HOW TO COMPLETE THIS TASK: How many lines in this data contain the string "UpdateError"? Reply with the number only.

DATA TO PROCESS:
■ ■ ■ ■

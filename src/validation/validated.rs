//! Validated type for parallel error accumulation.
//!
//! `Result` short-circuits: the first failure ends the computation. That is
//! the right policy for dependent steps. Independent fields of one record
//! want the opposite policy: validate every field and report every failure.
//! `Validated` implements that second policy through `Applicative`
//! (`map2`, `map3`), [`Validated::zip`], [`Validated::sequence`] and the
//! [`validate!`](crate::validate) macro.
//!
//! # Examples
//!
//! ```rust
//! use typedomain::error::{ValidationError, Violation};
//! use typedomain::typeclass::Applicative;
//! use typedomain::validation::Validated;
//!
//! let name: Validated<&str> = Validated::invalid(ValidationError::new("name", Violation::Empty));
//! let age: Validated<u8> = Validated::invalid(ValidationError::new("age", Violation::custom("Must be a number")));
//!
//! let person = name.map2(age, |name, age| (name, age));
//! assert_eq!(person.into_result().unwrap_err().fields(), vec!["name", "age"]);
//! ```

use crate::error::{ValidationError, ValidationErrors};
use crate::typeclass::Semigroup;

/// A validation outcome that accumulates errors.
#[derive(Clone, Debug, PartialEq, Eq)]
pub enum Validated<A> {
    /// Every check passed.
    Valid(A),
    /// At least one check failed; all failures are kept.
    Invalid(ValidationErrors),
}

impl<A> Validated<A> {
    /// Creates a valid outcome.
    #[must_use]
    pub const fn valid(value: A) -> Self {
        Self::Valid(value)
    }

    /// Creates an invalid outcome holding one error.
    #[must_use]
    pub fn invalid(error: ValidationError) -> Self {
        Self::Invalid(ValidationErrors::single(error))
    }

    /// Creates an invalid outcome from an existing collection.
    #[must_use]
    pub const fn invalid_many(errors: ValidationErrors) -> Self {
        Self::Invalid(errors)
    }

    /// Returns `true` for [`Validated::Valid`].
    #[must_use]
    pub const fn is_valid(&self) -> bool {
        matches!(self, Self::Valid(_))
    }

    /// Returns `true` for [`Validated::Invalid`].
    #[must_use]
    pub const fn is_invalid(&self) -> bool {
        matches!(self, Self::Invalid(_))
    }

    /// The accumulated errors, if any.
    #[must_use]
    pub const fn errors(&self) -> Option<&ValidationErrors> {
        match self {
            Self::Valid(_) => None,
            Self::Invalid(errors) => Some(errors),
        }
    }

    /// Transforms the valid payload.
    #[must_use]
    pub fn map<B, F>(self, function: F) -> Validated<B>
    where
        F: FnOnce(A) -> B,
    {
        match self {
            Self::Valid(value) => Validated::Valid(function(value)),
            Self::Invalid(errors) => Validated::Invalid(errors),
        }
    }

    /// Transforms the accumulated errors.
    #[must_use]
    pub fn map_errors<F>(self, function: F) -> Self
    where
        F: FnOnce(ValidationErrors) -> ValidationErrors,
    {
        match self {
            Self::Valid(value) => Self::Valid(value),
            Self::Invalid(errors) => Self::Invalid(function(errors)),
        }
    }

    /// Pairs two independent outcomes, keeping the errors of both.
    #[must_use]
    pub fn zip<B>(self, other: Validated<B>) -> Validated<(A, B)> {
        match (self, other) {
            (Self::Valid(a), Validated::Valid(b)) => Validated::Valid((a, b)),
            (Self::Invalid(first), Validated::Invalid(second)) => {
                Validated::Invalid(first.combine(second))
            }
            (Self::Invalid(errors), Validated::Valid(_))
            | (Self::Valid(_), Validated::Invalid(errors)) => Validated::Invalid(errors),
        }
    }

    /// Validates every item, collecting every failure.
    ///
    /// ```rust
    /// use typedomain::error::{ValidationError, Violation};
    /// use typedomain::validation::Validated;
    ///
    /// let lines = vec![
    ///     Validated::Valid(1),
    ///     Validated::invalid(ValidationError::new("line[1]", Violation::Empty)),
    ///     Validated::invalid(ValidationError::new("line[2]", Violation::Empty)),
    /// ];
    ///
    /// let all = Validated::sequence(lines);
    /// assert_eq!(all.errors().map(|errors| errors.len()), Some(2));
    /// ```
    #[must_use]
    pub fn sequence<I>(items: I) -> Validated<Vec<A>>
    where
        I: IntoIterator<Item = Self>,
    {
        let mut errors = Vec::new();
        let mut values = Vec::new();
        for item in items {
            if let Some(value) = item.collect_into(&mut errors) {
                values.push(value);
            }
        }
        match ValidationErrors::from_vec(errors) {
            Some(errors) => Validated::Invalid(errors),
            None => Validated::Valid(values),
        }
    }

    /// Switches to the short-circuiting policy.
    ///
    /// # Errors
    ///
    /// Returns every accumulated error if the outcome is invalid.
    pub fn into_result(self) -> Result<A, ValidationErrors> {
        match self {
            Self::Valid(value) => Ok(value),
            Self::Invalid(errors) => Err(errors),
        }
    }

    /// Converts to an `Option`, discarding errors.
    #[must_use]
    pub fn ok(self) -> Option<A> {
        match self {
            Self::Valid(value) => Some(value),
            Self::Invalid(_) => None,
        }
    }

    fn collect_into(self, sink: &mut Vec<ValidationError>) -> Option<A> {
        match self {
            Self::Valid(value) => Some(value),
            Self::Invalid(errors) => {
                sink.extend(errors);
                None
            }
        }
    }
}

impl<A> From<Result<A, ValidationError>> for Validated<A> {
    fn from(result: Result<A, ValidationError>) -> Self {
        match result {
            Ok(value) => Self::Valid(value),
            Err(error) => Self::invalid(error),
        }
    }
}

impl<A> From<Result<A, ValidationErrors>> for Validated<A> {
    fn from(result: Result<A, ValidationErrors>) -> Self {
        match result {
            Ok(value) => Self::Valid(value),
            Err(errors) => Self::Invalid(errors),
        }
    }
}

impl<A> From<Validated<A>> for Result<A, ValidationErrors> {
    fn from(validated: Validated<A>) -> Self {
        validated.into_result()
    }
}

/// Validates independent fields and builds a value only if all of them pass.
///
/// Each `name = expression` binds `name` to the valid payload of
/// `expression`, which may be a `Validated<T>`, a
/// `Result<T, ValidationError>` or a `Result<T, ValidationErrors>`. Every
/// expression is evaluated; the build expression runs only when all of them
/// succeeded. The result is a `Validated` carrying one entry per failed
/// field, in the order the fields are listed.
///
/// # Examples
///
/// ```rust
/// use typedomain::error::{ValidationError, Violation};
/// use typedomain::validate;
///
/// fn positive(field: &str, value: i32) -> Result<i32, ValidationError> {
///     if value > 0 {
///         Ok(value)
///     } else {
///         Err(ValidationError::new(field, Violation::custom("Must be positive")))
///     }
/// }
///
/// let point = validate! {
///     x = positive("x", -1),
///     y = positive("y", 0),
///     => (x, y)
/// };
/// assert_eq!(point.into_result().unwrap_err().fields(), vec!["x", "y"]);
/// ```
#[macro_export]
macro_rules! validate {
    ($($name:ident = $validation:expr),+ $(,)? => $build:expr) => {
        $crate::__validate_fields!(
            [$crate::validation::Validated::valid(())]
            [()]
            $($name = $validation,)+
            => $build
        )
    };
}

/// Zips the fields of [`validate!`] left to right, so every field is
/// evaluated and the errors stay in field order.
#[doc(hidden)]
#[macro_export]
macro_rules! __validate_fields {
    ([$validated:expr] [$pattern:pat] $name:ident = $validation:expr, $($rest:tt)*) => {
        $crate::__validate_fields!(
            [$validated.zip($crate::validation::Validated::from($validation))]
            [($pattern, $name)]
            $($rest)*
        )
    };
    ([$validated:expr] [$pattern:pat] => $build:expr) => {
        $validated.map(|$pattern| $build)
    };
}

■ ■ ■ ■

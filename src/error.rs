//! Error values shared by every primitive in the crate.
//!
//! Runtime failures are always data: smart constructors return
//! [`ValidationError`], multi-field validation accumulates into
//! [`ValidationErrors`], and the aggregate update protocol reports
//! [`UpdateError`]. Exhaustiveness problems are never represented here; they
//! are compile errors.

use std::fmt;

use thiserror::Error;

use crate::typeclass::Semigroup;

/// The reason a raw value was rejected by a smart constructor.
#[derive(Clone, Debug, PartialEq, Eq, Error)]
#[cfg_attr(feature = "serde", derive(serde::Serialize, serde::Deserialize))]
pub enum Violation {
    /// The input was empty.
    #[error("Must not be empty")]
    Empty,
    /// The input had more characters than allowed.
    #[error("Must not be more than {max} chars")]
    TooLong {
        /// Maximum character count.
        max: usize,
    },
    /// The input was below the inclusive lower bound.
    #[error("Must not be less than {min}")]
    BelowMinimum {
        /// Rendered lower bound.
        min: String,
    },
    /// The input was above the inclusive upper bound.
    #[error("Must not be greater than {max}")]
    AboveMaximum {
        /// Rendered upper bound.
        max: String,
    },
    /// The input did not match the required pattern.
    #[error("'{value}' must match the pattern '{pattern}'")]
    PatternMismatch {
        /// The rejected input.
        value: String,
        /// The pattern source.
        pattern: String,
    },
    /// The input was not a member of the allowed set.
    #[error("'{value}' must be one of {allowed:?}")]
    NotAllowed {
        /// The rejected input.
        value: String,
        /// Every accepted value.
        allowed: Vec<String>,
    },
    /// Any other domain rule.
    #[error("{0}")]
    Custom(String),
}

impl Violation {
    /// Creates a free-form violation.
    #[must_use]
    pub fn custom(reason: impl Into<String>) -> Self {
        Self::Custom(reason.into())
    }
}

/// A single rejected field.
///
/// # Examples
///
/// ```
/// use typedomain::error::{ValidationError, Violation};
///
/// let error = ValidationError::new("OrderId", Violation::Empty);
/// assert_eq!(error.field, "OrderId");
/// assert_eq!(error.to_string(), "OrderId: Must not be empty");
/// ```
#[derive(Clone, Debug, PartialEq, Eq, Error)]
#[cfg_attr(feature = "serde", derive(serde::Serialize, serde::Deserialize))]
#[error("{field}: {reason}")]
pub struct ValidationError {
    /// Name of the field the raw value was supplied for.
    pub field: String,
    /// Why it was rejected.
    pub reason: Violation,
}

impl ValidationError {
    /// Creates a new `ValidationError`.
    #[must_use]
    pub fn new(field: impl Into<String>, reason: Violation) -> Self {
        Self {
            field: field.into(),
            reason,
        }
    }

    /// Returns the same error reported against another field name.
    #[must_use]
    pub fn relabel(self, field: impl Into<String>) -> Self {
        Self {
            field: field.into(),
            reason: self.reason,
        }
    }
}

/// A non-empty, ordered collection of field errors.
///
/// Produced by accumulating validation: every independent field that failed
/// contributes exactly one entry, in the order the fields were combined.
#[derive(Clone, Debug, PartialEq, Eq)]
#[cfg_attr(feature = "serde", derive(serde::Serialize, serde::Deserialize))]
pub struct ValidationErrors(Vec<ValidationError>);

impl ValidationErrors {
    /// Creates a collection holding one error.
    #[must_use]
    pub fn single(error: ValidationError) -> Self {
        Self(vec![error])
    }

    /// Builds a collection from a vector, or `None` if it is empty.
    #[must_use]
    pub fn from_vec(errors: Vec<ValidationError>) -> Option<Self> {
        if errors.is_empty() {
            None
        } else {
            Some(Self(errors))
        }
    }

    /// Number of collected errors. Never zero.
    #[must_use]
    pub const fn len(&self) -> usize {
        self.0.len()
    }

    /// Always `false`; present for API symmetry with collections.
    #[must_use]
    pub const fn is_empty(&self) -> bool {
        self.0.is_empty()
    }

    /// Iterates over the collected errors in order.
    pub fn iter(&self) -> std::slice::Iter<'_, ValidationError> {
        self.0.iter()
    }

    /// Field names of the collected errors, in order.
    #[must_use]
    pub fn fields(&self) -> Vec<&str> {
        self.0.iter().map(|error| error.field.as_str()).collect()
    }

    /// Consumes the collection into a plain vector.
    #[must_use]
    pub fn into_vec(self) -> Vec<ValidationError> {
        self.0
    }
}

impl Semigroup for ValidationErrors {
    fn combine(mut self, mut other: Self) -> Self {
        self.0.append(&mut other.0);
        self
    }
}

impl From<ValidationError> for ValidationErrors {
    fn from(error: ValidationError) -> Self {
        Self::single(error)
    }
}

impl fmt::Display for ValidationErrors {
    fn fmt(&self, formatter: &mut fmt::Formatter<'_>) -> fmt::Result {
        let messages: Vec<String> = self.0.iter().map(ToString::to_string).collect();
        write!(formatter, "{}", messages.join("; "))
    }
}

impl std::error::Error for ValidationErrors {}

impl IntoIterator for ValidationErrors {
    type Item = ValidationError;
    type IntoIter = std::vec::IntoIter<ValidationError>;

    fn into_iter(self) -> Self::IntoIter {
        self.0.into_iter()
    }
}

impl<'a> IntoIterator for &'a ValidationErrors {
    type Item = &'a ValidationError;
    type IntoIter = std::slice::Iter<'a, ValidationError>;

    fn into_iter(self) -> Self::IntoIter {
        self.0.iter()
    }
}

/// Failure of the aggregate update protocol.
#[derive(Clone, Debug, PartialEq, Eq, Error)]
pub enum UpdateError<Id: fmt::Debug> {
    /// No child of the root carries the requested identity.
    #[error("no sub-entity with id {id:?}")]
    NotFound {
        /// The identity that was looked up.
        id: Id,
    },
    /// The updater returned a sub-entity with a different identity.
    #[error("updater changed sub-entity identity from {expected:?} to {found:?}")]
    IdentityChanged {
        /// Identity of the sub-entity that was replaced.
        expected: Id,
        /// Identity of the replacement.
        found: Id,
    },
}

■ ■ ■ ■

EXERCISE RESULT: 2